Why Do Some People Develop Serious COVID-19 Disease After Infection, While Others Only Exhibit Mild Symptoms?

Abstract

The year 2020 was a landmark year of a once-in-a-century pandemic of a novel coronavirus, SARS-CoV-2 virus, that led to a rapidly spreading coronavirus disease (COVID-19). The spectrum of disease with SARS-CoV-2 ranges from asymptomatic to mild upper respiratory illness, to moderate to severe disease with respiratory compromise to acute respiratory distress syndrome, multiorgan failure, and death. Early in the pandemic, risk factors were recognized that contributed to more severe disease, but it became evident that individuals and even young people could have severe COVID-19. As we started to understand the immunobiology of COVID-19, it became clearer that the immune responses to SARS-CoV-2 were variable, and in some cases, the excessive inflammatory response contributed to greater morbidity and mortality. In this review, we will explore some of the additional risk factors that appear to contribute to disease severity and enhance our understanding of why some individuals experience more severe COVID-19. Recent advances in genome-wide associations have identified potential candidate genes in certain populations that may modify the host immune responses leading to dysregulated host immunity. Genetic defects of the type I interferon pathway are also linked to a more clinically severe phenotype of COVID-19. Finally, dysregulation of the adaptive immune system may also play a role in the severity and complex clinical course of patients with COVID-19. A better understanding of the host immune responses to SARS-CoV-2 will hopefully lead to new treatment modalities to prevent the poor outcomes of COVID-19 in those individuals with pre-existing risk factors or genetic variants that contribute to the dysregulated host immune responses.

Figure 1

Factors contributing to the hyperinflammatory immune response in severe SARS-CoV-2 infection. SARS-CoV-2 infects alveolar epithelial cells by binding to the angiotensin converting enzyme-2 (ACE2) receptor with the help of serine protease transmembrane serine protease 2 (TMPRSS2).
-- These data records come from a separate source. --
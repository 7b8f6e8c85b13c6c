use common::{DriverId, PassengerId, Rating, Trip, TripStatus};

/// Filter-by-example for trips.
///
/// Unset fields are ignored; set fields are ANDed. Addresses match as
/// case-insensitive substrings, everything else exactly.
#[derive(Debug, Clone, Default, PartialEq)]
pub struct TripFilter {
    pub driver_id: Option<DriverId>,
    pub passenger_id: Option<PassengerId>,
    pub origin_address: Option<String>,
    pub destination_address: Option<String>,
    pub status: Option<TripStatus>,
}

impl TripFilter {
    /// Creates an empty filter matching every trip.
    pub fn new() -> Self {
        Self::default()
    }

    pub fn driver_id(mut self, id: DriverId) -> Self {
        self.driver_id = Some(id);
        self
    }

    pub fn passenger_id(mut self, id: PassengerId) -> Self {
        self.passenger_id = Some(id);
        self
    }

    pub fn origin_address(mut self, fragment: impl Into<String>) -> Self {
        self.origin_address = Some(fragment.into());
        self
    }

    pub fn destination_address(mut self, fragment: impl Into<String>) -> Self {
        self.destination_address = Some(fragment.into());
        self
    }

    pub fn status(mut self, status: TripStatus) -> Self {
        self.status = Some(status);
        self
    }

    /// Evaluates the filter against a trip.
    pub fn matches(&self, trip: &Trip) -> bool {
        if let Some(id) = self.driver_id
            && trip.driver_id != id
        {
            return false;
        }
        if let Some(id) = self.passenger_id
            && trip.passenger_id != id
        {
            return false;
        }
        if let Some(ref fragment) = self.origin_address
            && !contains_ignore_case(&trip.origin_address, fragment)
        {
            return false;
        }
        if let Some(ref fragment) = self.destination_address
            && !contains_ignore_case(&trip.destination_address, fragment)
        {
            return false;
        }
        if let Some(status) = self.status
            && trip.status != status
        {
            return false;
        }
        true
    }
}

/// Exact-match filter for ratings.
#[derive(Debug, Clone, Copy, Default, PartialEq, Eq)]
pub struct RatingFilter {
    pub driver_id: Option<DriverId>,
    pub passenger_id: Option<PassengerId>,
}

impl RatingFilter {
    /// Creates an empty filter matching every rating.
    pub fn new() -> Self {
        Self::default()
    }

    /// Creates a filter for exactly one (driver, passenger) pair.
    pub fn for_pair(driver_id: DriverId, passenger_id: PassengerId) -> Self {
        Self {
            driver_id: Some(driver_id),
            passenger_id: Some(passenger_id),
        }
    }

    pub fn driver_id(mut self, id: DriverId) -> Self {
        self.driver_id = Some(id);
        self
    }

    pub fn passenger_id(mut self, id: PassengerId) -> Self {
        self.passenger_id = Some(id);
        self
    }

    /// Evaluates the filter against a rating.
    pub fn matches(&self, rating: &Rating) -> bool {
        self.driver_id.is_none_or(|id| rating.driver_id == id)
            && self.passenger_id.is_none_or(|id| rating.passenger_id == id)
    }
}

fn contains_ignore_case(haystack: &str, needle: &str) -> bool {
    haystack.to_lowercase().contains(&needle.to_lowercase())
}

/// Escapes `%`, `_` and `\` so user text is matched literally by `ILIKE`.
pub(crate) fn like_pattern(fragment: &str) -> String {
    let mut escaped = String::with_capacity(fragment.len() + 2);
    escaped.push('%');
    for ch in fragment.chars() {
        if matches!(ch, '%' | '_' | '\\') {
            escaped.push('\\');
        }
        escaped.push(ch);
    }
    escaped.push('%');
    escaped
}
The virus components (nsp6, ORF6) repress type I IFN responses by inhibiting the interferon regulatory factor 3 (IRF3) translocation to the nucleus. Repression of type I IFN responses may also be the result of pre-existing type I IFN monogenic variants, immunosenescence, or autoantibodies targeting type I IFN products (IFN α2, β, ω) preventing signaling through the IFNAR1/2 receptor complex. Delayed type I IFN responses result in the release of proinflammatory cytokines and chemokines, leading to the recruitment of monocyte-derived macrophages and T cells into the lungs. Proinflammatory signaling by activated, inflammatory macrophages leads to the recruitment of neutrophils into the lungs that undergo NETosis promoting further tissue damage. T cells recruited into the lungs appear to be of the CD4+ T_h1 phenotype that promotes an inflammatory macrophage phenotype via IFN-γ signaling. In severe cases of COVID-19, humoral responses are derived from extrafollicular B cells that produce ineffective antibody responses coupled with the production of autoantibodies. This dysregulation and imbalance of the immune response leads to a hyperinflammatory state resulting in a “cytokine storm,” acute respiratory distress syndrome, and, in many cases, death.